Già
prima del contatto o contratto sessuale è l'irruenza di certe parti
del corpo. Parti, commilitoni boy scout comunisti e anarchici,
costretti al buio delle carceri anatomiche, protestano la loro
liberazione. In questa primavera dei sensi si sbocconcella di
nascosto il pisello appena raccolto. L'individuo amante sente
rigoglioso in sé l'amato, il frutto rubato di una improvvisata
stagione o festagione. Sente il bisogno di fare del bene a sé
(in età avanzata del male per sé). Alfredo il catanese disse: in
carcere cosa c'è di male a farsi guadare lo scroto, spaccimme contro
spaccimme. E da scarcerato usava chiedere, che spacchio d'ora è? E'
l'ora in cui dovremmo finire, gli faceva eco Mina, subito
correggendosi, in cui dovremmo venire. Così torna nell'amante la
voglia dell'amato. Una voglia, non un tatuaggio (in se e per sé
voluto e non dato), come la marca che marca il bove e non sa e non ha
voglia di essere marcato, come il destino del perseguitato. L'amante
sente animarsi nello stomaco il bambino mai nato. L'enfasi del parto
unito alla felice tragedia dell'uscire.
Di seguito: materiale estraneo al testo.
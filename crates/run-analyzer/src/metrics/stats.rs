//! Streaming accumulators and order statistics shared by the metric views.

/// One-pass accumulator for count, mean, sample variance, min and max.
///
/// Variance uses Welford's update so that long pace columns (values in the
/// hundreds, differences of a few seconds) do not lose precision.
#[derive(Debug, Clone, Copy, Default, PartialEq)]
pub struct StatsAccumulator {
    count: usize,
    mean: f64,
    m2: f64,
    sum: f64,
    min: Option<f64>,
    max: Option<f64>,
}

impl StatsAccumulator {
    pub fn new() -> Self {
        Self::default()
    }

    pub fn push(&mut self, value: f64) {
        self.count += 1;
        self.sum += value;
        let delta = value - self.mean;
        self.mean += delta / self.count as f64;
        self.m2 += delta * (value - self.mean);
        self.min = Some(self.min.map_or(value, |m| m.min(value)));
        self.max = Some(self.max.map_or(value, |m| m.max(value)));
    }

    /// Fold an optional value in; unknowns are skipped.
    pub fn push_opt(&mut self, value: Option<f64>) {
        if let Some(v) = value {
            self.push(v);
        }
    }

    pub fn count(&self) -> usize {
        self.count
    }

    pub fn sum(&self) -> f64 {
        self.sum
    }

    pub fn mean(&self) -> Option<f64> {
        (self.count > 0).then_some(self.mean)
    }

    /// Sample standard deviation (n - 1 denominator); needs two values.
    pub fn std(&self) -> Option<f64> {
        (self.count > 1).then(|| (self.m2 / (self.count - 1) as f64).sqrt())
    }

    pub fn min(&self) -> Option<f64> {
        self.min
    }

    pub fn max(&self) -> Option<f64> {
        self.max
    }
}

impl FromIterator<f64> for StatsAccumulator {
    fn from_iter<I: IntoIterator<Item = f64>>(iter: I) -> Self {
        let mut acc = StatsAccumulator::new();
        for v in iter {
            acc.push(v);
        }
        acc
    }
}

/// Percentile with linear interpolation between closest ranks; `p` in [0, 100].
/// `sorted` must be ascending. Returns `None` for an empty slice.
pub fn percentile(sorted: &[f64], p: f64) -> Option<f64> {
    let n = sorted.len();
    if n == 0 {
        return None;
    }
    if n == 1 {
        return Some(sorted[0]);
    }

    let rank = p / 100.0 * (n - 1) as f64;
    let lower = rank.floor() as usize;
    let upper = rank.ceil() as usize;
    if lower == upper {
        Some(sorted[lower])
    } else {
        let frac = rank - lower as f64;
        Some(sorted[lower] * (1.0 - frac) + sorted[upper] * frac)
    }
}

/// Sort finite values ascending.
pub fn sorted(values: &[f64]) -> Vec<f64> {
    let mut sorted = values.to_vec();
    sorted.sort_by(f64::total_cmp);
    sorted
}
L'amato amante si percuote la
testa e fa cose che altri uomini, chi più chi meno, fanno: tadisce
le regole. Salta di capezzolo in capezzolo e beve il latte che da
ogni capezzolo fuoriesce come quando Stanlio si mette a guardia di
una botte e con la cannula in bocca torna bambino. L'amato cerca
anche il sangue dell'amato. Spesso non lo trova. L'amato cerca
nell'amante, una ragione giustificativa per bere. L'amante è, dunque
la ragione, non l'irrazionalistica passione. L'amato questo lo sa. Lo
sa anche l'amante. Diventa amato amante. Così comincia la produzione
del bene che tutto il mondo muove e ostetriciamente commuove.